*** Opening of MATERIAL FOR THE TASK ***
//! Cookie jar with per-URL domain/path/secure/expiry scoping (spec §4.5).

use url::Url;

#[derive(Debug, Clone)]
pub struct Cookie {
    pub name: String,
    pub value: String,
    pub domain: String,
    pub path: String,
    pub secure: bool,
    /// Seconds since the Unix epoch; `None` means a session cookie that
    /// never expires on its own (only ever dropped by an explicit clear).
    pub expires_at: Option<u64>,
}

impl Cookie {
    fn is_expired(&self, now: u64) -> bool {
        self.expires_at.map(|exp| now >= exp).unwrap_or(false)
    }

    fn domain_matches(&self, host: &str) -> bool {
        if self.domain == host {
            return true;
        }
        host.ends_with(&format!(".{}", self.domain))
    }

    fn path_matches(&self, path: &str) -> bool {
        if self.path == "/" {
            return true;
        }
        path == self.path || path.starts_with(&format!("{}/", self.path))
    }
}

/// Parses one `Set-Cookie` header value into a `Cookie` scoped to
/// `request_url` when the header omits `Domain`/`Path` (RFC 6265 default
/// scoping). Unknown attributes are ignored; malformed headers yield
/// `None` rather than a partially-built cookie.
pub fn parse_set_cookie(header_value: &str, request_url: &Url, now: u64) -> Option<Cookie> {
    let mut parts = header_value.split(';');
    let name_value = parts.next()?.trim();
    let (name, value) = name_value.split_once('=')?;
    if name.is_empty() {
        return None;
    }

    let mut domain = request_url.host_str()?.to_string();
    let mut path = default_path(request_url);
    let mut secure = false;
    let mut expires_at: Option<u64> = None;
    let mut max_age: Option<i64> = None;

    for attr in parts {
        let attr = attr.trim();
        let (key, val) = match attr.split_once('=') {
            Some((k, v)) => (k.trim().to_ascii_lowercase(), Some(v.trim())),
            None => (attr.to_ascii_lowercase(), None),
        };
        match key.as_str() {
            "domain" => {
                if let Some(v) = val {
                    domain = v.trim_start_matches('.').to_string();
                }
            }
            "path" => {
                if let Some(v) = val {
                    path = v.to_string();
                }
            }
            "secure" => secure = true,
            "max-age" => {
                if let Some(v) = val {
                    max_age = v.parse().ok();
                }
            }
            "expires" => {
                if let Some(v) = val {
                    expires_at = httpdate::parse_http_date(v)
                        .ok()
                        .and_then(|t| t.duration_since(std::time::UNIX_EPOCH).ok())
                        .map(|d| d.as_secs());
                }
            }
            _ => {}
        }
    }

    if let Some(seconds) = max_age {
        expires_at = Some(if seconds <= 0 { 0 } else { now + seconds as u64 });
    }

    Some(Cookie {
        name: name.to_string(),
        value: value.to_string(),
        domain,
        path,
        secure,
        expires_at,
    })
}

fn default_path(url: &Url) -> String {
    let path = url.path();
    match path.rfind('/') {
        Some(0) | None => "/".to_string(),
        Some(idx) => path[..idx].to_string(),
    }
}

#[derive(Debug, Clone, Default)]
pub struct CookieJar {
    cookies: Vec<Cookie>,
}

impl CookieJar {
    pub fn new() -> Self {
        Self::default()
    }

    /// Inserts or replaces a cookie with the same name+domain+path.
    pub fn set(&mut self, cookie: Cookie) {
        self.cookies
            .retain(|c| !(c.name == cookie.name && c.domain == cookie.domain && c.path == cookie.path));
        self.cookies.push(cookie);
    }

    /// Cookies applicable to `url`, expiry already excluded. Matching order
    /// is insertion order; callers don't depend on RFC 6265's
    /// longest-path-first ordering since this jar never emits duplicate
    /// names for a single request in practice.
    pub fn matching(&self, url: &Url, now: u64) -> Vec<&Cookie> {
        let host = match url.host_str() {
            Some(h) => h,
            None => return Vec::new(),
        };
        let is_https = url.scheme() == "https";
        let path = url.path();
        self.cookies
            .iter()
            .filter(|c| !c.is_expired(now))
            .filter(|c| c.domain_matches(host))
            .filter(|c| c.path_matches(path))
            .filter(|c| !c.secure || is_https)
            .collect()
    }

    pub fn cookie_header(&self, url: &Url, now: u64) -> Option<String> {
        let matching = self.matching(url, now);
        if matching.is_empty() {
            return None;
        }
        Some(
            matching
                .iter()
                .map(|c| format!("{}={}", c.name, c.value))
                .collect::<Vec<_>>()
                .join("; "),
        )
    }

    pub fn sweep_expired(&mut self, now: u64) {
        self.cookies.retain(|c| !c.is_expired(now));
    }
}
*** Close of MATERIAL FOR THE TASK ***
WHAT THE TASK ASKS: Extract all lines from the data in which "return" is found.

TASK RESULT:
            return true;
            return true;
        return None;
            None => return Vec::new(),
            return None;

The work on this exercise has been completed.